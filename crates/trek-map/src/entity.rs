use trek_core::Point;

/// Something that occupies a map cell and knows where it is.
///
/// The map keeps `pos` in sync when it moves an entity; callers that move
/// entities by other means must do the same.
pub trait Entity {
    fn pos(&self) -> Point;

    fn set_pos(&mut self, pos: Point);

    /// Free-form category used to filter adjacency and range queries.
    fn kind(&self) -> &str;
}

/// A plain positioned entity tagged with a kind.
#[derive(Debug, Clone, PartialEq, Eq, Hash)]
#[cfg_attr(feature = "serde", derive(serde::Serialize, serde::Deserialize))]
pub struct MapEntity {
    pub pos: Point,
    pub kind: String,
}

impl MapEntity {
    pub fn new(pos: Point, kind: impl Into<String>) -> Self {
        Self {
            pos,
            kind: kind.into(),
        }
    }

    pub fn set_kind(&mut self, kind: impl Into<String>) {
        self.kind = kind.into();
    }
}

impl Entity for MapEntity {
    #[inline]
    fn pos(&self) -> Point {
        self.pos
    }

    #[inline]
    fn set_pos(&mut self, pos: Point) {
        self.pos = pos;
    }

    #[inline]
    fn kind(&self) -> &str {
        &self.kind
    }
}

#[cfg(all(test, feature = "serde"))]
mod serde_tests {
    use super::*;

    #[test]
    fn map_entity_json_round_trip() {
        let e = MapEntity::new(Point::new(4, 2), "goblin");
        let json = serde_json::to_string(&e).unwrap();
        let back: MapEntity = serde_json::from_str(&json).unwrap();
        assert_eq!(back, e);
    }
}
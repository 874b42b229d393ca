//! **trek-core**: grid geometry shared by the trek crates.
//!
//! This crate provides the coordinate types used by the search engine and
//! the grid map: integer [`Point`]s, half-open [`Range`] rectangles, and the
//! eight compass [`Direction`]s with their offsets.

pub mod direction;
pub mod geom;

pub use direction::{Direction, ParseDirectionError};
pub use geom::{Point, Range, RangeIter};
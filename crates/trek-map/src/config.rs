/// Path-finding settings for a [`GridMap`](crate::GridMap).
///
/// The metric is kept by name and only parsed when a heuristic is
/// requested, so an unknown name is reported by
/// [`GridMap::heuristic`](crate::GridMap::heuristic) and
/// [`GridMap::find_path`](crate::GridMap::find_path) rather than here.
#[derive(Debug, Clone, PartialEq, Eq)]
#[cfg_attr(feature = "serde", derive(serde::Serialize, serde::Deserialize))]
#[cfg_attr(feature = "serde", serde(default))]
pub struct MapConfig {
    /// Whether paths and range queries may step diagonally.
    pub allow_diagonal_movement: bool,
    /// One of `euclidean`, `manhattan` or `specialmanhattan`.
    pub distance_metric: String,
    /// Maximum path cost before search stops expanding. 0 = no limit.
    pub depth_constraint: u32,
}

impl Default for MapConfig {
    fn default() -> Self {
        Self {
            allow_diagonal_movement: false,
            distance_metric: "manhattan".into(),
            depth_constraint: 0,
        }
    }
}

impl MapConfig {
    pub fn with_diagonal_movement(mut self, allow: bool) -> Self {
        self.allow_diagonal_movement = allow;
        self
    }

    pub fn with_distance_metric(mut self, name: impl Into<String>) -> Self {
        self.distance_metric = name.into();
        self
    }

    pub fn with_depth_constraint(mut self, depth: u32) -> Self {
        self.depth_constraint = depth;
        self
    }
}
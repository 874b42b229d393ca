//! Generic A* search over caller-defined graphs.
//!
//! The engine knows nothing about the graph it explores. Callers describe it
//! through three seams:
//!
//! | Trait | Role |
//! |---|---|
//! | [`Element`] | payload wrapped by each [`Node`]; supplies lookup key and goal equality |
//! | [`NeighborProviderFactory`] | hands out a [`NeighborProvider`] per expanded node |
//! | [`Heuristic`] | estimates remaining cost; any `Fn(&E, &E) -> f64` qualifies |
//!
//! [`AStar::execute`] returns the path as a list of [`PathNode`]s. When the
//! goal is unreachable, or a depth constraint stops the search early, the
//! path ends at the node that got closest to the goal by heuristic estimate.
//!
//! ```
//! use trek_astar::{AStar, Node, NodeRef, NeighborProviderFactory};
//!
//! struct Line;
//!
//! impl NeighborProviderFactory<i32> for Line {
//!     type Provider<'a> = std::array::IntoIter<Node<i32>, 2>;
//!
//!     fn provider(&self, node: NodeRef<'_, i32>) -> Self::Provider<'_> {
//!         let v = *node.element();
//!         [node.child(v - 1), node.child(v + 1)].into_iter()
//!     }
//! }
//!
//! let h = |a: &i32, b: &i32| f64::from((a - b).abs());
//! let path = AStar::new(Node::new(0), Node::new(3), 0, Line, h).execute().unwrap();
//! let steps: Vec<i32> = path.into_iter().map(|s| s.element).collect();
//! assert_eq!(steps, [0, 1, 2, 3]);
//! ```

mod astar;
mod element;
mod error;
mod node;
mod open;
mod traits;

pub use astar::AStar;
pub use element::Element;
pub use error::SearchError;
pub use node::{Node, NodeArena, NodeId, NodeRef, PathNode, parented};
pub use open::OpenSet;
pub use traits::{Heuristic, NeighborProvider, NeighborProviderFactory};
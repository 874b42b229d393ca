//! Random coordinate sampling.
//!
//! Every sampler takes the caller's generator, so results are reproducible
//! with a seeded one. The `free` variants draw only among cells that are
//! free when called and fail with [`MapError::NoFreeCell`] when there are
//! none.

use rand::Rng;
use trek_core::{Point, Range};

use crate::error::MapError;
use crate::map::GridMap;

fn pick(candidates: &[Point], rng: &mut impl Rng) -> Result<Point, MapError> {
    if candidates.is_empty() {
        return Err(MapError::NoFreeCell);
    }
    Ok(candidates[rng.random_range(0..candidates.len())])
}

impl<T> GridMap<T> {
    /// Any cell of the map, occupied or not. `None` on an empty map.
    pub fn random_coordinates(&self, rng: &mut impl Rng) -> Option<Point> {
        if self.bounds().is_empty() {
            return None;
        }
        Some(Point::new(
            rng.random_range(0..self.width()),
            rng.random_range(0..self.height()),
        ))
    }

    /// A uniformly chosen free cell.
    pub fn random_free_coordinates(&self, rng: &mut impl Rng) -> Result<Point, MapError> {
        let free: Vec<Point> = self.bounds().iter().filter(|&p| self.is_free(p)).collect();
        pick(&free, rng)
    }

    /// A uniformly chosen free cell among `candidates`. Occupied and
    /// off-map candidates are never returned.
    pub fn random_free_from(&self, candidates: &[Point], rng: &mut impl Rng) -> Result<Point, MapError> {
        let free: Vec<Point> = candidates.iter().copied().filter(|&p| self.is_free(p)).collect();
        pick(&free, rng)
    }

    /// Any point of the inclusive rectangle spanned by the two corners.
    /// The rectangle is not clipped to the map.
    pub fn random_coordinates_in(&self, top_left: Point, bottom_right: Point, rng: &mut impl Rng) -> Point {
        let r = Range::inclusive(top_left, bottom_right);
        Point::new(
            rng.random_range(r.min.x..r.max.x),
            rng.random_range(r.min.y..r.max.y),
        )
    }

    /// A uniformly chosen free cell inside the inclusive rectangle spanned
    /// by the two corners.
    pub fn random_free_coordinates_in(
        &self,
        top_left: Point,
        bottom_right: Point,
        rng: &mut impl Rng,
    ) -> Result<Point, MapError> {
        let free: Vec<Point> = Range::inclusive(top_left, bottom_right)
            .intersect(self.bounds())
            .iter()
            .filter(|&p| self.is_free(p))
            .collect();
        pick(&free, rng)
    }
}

# # # # # # #

## Prompt
Going through the listing above, copy out every line that has the string "MapConfig".

## Exercise answer
pub struct MapConfig {
impl Default for MapConfig {
impl MapConfig {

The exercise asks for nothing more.